Again, pay attention to the common-name and fill it with the domain to protect on second step.

5.2 Setting up the proxy

Now let us configure NGINX. We will use it to proxy all the requests coming from the web and targeting our subdomain towards the koel container. Add (or link) a configuration file on the host under /etc/nginx/sites-enabled with something like this:

# We do not serve on port 80; instead we redirect automatically
# towards the secured TLS connection
server {
  listen 80;
  listen [::]:80;
  server_name koel.domain.tld; # EDIT HERE with your own domain name
  return 301 https://$host$request_uri;

server {
  # Listen on port 443 and enable SSL
  listen 443 ssl;
  listen [::]:443 ssl;

  # EDIT with path to your certificate and key
  ssl_certificate /root/ssl/koel_cert/koel.crt;
  ssl_certificate_key /root/ssl/koel_cert/koel.key;

  # EDIT with your domain
  server_name koel.domain.tld;

  # We redirect all commands to the port on which the NGINX server
  # inside the koel container is listening.
  location / {
    # EDIT line below with the port mapped on port 80 of container
    proxy_set_header Host $host;
    proxy_set_header X-Real-IP $remote_addr;
    proxy_set_header X-Forwarded-For $proxy_add_x_forwarded_for;

    # I needed the 3 lines below to install Ampache, not sure they are
    # still required here for koel
    proxy_set_header X-Forwarded-Proto $scheme;
    # EDIT below with correct port and domain
    proxy_redirect $scheme://koel.domain.tld;
    add_header Front-End-Https on;

And do not forget to reload your NGINX configuration.

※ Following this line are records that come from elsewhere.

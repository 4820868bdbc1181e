//! The query file: hand-off between the harvester and the playlist builder.
//!
//! One [`SearchQuery`] per line, UTF-8, newline-terminated. Writes go to a
//! temporary sibling first and are renamed into place, so a failed harvest
//! never leaves a truncated file behind.

use std::path::{Path, PathBuf};

use crate::model::SearchQuery;

/// Query file errors
#[derive(Debug, thiserror::Error)]
pub enum QueryFileError {
    #[error("Failed to read query file {0}: {1}")]
    Read(PathBuf, std::io::Error),

    #[error("Failed to write query file {0}: {1}")]
    Write(PathBuf, std::io::Error),

    #[error("Failed to rename temp file {0} to {1}: {2}")]
    Rename(PathBuf, PathBuf, std::io::Error),
}

/// Write queries to `path`, replacing any previous file atomically.
pub fn write(path: &Path, queries: &[SearchQuery]) -> Result<(), QueryFileError> {
    let mut contents = String::with_capacity(queries.len() * 48);
    for query in queries {
        contents.push_str(query.as_str());
        contents.push('\n');
    }

    if let Some(dir) = path.parent().filter(|d| !d.as_os_str().is_empty()) {
        std::fs::create_dir_all(dir).map_err(|e| QueryFileError::Write(dir.to_path_buf(), e))?;
    }

    let temp_path = temp_path_for(path);
    std::fs::write(&temp_path, contents).map_err(|e| QueryFileError::Write(temp_path.clone(), e))?;
    std::fs::rename(&temp_path, path)
        .map_err(|e| QueryFileError::Rename(temp_path, path.to_path_buf(), e))?;

    tracing::debug!(path = %path.display(), count = queries.len(), "Query file written");
    Ok(())
}

/// Read queries from `path` in file order. Blank lines are skipped.
pub fn read(path: &Path) -> Result<Vec<SearchQuery>, QueryFileError> {
    let contents =
        std::fs::read_to_string(path).map_err(|e| QueryFileError::Read(path.to_path_buf(), e))?;
    Ok(parse(&contents))
}

/// Parse file contents into queries.
pub fn parse(contents: &str) -> Vec<SearchQuery> {
    contents
        .lines()
        .filter_map(|line| {
            let query = SearchQuery::from_line(line)?;
            if query.parts().is_none() {
                tracing::warn!(line = %query, "Query line is not in track/artist form, searching verbatim");
            }
            Some(query)
        })
        .collect()
}

fn temp_path_for(path: &Path) -> PathBuf {
    let mut name = path
        .file_name()
        .map(|n| n.to_os_string())
        .unwrap_or_else(|| "tracks.txt".into());
    name.push(".tmp");
    path.with_file_name(name)
}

Under Debian:

systemctl reload nginx.service

Note that this NGINX proxy runs on the server, not in a container; so we want it and its connexions with the clients to be secured. This is not a tutorial to secure a web server and I am not an expert in this, so I will not give additional details here; but if you have sensitive stuff to serve with NGINX, you should search for tips to improve this configuration (ciphers restrictions, Diffie-Hellman parameter in use, Strict-Transport-Security, session cache and timeout, and so on).

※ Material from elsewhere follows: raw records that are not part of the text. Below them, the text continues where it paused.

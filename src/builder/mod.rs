//! Playlist builder - resolves queries and commits them to a playlist.
//!
//! - **Retry** (`retry.rs`) - bounded retry wrapper around every catalog call
//! - **Resolve** (`resolve.rs`) - query to first-match track id, dedupe, cap
//! - **Commit** (`commit.rs`) - find or create the playlist, write batches
//! - **Service** (`service.rs`) - orchestration of a whole build run
//!
//! Failure policy: a search that exhausts its retries is skipped and
//! counted; anything that touches the playlist is fatal. Authentication
//! failures are fatal wherever they occur. A run in which every attempted
//! search failed and none resolved stops before the playlist is touched.

pub mod commit;
pub mod resolve;
pub mod retry;
pub mod service;

pub use commit::{PlaylistTarget, commit, resolve_target};
pub use resolve::{Resolution, dedupe_and_cap, resolve_all, resolve_query};
pub use retry::{Backoff, RetryError, RetryPolicy};
pub use service::{BuildReport, BuildSettings, run};

use crate::catalog::CatalogError;

/// Errors that abort a build run
#[derive(Debug, thiserror::Error)]
pub enum BuildError {
    /// Credentials rejected; never retried
    #[error("Catalog authentication failed: {0}")]
    Auth(CatalogError),

    /// A fatal catalog call ran out of attempts or failed terminally
    #[error(transparent)]
    Catalog(RetryError),

    /// Searches failed and nothing resolved; committing would wipe the playlist
    #[error("{failed} searches failed and none resolved; playlist left untouched")]
    SearchesFailed { failed: usize },
}

impl From<RetryError> for BuildError {
    fn from(e: RetryError) -> Self {
        if e.source.is_auth() {
            Self::Auth(e.source)
        } else {
            Self::Catalog(e)
        }
    }
}

impl BuildError {
    /// Short failure class used in log entries.
    pub fn kind(&self) -> &'static str {
        match self {
            Self::Auth(_) => "catalog-auth",
            Self::Catalog(_) | Self::SearchesFailed { .. } => "catalog",
        }
    }
}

Next, we need to load the CA certificate (ca.pem file) inside the browser. The easiest way to do so is to make it accessible from the webserver and to open it with the browser: Firefox, at least, automatically opens it and proposes to use it (choose to use it to authenticate websites). Otherwise, download it from the server any way you want, and import it through the preferences menu of your web client.

6 Building the audio collection

We are now able to access to the login page of koel, and to log in. Great! Time to scan the library. Before we do that, we can change the scan timeout value (recommended for big libraries). It is ten minutes by default, which appears to be far too short in my case.

docker exec -it koel \
    sed -i 's/\(APP_MAX_SCAN_TIME\)=600/\1=18000/' /DATA/htdocs/.env

Then we need to indicate the path to scan. I did not find how to do that from the command line—I could not find the path I set in any config file, I suppose it is registered in the SQL database. So I had to indicate the path on the web interface. Remember that this is the directory we mounted as a volume on the koel container, in my example it was /DATA/music/. At last we can launch the scan: if you indicated the directory to scan through the graphical interface in a browser (in Settings menu), then it was triggered when you clicked the Scan button. Otherwise (if you have found another way to indicate the path! or if the scan in the web interface fails), we can launch the scan from the command line by executing a command inside the container:

docker exec koel su nginx -c "cd /DATA/htdocs && php artisan koel:sync -v"

I had some last issues with malformed “artist” ID3 tags for some songs. It was not explicit, though, and sadly I did not copy it. Something about a violation of the uniqueness of an “artist_uniq_something” key, with some misprinted characters, when trying to insert metadata inside the database. In this case, try to edit and correct the tags. I do not know what caused the issue, but overwriting the tags with EasyTAG software did the trick. But I had to launch again the scan from the beginning… I saw a GitHub issue for koel about pursuing the scan in case of error, so this may be improved in the future.

After the collection is scanned, you can enjoy your music everywhere you go. Let’s party!